##### DATA TO PROCESS #####

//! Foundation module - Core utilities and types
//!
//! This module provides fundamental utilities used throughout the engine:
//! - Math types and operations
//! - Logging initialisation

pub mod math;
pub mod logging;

#####
##### DATA TO PROCESS #####

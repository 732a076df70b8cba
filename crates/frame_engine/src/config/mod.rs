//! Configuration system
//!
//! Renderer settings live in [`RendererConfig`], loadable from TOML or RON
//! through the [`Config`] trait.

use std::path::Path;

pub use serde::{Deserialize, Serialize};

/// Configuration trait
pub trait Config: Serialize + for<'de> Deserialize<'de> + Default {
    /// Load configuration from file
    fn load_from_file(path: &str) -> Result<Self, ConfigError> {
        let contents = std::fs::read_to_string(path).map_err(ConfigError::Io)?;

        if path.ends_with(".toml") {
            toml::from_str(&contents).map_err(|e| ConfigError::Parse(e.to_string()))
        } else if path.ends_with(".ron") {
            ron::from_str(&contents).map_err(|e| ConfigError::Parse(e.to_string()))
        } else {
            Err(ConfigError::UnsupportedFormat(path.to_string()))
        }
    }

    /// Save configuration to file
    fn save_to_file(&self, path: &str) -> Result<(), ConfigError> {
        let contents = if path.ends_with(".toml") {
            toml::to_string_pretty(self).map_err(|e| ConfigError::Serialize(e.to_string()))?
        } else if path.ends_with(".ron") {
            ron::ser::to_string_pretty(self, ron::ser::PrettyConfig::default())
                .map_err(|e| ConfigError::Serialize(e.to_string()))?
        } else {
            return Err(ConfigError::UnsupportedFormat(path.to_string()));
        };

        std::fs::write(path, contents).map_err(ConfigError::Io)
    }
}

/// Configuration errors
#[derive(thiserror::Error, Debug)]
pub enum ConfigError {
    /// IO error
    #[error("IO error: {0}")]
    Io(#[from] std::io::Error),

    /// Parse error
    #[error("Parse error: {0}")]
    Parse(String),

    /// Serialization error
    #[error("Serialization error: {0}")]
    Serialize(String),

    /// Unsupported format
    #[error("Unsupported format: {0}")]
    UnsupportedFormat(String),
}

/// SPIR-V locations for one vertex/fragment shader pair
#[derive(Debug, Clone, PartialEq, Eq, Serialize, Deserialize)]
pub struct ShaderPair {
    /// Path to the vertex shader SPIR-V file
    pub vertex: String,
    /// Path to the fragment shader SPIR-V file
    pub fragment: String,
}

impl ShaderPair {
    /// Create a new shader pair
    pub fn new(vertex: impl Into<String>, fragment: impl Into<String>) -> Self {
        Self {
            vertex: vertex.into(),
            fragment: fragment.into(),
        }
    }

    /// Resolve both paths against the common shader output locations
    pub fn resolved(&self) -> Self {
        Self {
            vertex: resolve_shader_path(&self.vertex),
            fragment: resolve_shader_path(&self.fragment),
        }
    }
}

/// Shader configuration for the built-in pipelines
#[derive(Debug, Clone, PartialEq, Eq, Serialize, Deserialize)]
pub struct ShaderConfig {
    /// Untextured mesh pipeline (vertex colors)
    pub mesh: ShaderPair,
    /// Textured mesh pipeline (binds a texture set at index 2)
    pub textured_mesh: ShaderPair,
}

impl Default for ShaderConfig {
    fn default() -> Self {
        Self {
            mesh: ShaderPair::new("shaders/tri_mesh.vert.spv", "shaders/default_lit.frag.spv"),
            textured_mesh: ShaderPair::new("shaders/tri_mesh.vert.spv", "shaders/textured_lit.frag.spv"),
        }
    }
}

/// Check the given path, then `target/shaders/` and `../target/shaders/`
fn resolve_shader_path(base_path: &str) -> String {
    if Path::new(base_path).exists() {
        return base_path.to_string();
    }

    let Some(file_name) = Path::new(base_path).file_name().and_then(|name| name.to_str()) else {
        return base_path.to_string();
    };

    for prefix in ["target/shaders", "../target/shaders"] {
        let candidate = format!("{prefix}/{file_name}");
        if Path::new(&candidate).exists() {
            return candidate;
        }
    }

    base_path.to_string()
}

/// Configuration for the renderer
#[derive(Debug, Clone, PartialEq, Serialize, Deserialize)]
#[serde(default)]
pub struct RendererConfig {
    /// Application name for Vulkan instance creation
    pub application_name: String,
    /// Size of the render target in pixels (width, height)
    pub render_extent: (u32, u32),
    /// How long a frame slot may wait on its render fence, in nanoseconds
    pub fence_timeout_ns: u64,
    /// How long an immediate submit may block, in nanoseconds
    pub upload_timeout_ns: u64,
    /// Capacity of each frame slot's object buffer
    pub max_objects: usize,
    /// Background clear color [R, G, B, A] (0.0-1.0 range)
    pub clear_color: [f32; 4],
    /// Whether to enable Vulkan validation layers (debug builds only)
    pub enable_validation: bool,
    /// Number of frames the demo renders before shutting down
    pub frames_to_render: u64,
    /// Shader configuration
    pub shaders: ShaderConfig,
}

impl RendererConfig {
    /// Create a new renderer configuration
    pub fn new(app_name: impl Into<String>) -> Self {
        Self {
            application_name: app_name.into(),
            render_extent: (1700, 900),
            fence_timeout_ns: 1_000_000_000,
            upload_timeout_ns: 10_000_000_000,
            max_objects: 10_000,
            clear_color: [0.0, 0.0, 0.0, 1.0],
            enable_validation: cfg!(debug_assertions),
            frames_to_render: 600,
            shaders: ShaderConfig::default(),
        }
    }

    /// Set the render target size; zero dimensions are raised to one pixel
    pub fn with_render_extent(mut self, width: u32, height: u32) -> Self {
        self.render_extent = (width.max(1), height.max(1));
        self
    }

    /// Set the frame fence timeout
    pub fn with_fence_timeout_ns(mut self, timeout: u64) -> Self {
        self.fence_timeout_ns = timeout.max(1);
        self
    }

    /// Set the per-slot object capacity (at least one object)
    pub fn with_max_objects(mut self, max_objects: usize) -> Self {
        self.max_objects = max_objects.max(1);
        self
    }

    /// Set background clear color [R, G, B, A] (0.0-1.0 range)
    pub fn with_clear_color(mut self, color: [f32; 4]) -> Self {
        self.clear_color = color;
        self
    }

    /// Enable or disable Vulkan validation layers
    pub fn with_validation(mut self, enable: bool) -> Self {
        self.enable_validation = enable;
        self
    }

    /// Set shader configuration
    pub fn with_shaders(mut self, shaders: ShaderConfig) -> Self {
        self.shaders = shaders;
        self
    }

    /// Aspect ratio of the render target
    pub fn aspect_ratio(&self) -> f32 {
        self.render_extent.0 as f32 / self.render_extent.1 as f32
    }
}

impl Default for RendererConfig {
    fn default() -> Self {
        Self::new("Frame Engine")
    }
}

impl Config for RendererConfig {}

#####
##### DATA TO PROCESS #####

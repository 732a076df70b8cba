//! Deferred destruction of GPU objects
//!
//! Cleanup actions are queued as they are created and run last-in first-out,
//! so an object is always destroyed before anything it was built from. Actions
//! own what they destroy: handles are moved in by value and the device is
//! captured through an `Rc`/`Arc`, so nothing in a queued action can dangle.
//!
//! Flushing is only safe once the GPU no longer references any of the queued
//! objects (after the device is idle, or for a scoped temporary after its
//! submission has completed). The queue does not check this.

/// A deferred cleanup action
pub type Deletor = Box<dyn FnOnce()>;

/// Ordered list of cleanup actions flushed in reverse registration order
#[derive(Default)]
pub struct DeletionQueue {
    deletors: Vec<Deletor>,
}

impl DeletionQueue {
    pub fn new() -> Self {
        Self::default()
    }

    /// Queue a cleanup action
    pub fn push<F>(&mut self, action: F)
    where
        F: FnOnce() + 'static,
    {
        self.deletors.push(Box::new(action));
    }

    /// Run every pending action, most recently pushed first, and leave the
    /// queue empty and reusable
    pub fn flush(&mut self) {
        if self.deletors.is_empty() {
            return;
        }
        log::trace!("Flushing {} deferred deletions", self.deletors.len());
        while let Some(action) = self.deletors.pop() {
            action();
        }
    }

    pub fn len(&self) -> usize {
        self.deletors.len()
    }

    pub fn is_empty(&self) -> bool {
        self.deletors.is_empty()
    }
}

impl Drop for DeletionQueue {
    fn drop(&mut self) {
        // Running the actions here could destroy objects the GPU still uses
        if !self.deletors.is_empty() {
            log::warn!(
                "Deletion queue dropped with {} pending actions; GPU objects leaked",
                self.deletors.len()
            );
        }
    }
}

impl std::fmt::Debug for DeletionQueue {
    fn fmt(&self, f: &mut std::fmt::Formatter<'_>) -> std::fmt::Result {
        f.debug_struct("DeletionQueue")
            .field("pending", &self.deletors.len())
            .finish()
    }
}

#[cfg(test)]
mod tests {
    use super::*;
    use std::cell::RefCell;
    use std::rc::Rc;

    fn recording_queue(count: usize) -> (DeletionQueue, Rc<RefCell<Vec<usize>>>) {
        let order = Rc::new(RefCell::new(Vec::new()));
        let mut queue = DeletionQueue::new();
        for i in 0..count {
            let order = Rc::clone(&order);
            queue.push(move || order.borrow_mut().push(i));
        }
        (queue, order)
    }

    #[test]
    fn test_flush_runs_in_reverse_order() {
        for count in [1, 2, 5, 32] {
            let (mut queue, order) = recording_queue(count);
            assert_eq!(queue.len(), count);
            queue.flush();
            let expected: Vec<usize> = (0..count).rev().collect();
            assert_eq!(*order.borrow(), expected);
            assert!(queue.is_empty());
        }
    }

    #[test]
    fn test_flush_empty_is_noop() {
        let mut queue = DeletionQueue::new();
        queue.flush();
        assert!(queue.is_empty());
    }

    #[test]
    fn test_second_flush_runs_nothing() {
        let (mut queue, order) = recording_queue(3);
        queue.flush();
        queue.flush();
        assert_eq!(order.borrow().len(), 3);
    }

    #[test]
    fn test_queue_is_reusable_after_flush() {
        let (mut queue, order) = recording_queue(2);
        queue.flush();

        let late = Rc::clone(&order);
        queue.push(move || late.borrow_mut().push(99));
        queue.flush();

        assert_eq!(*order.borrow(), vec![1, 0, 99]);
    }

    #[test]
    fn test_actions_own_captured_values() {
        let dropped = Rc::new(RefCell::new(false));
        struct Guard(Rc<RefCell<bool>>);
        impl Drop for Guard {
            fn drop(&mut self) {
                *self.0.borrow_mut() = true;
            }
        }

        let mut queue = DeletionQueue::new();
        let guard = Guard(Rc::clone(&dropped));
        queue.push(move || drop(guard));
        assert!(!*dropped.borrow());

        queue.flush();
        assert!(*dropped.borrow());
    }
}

#####

## DESCRIPTION OF THE TASK
Retype word for word everything in the listing above from the line that holds "utilities and types" down to the line that holds "pub mod logging;". Keep both end lines and leave out the rest.

## YOUR RESPONSE
//! Foundation module - Core utilities and types
//!
//! This module provides fundamental utilities used throughout the engine:
//! - Math types and operations
//! - Logging initialisation

pub mod math;
pub mod logging;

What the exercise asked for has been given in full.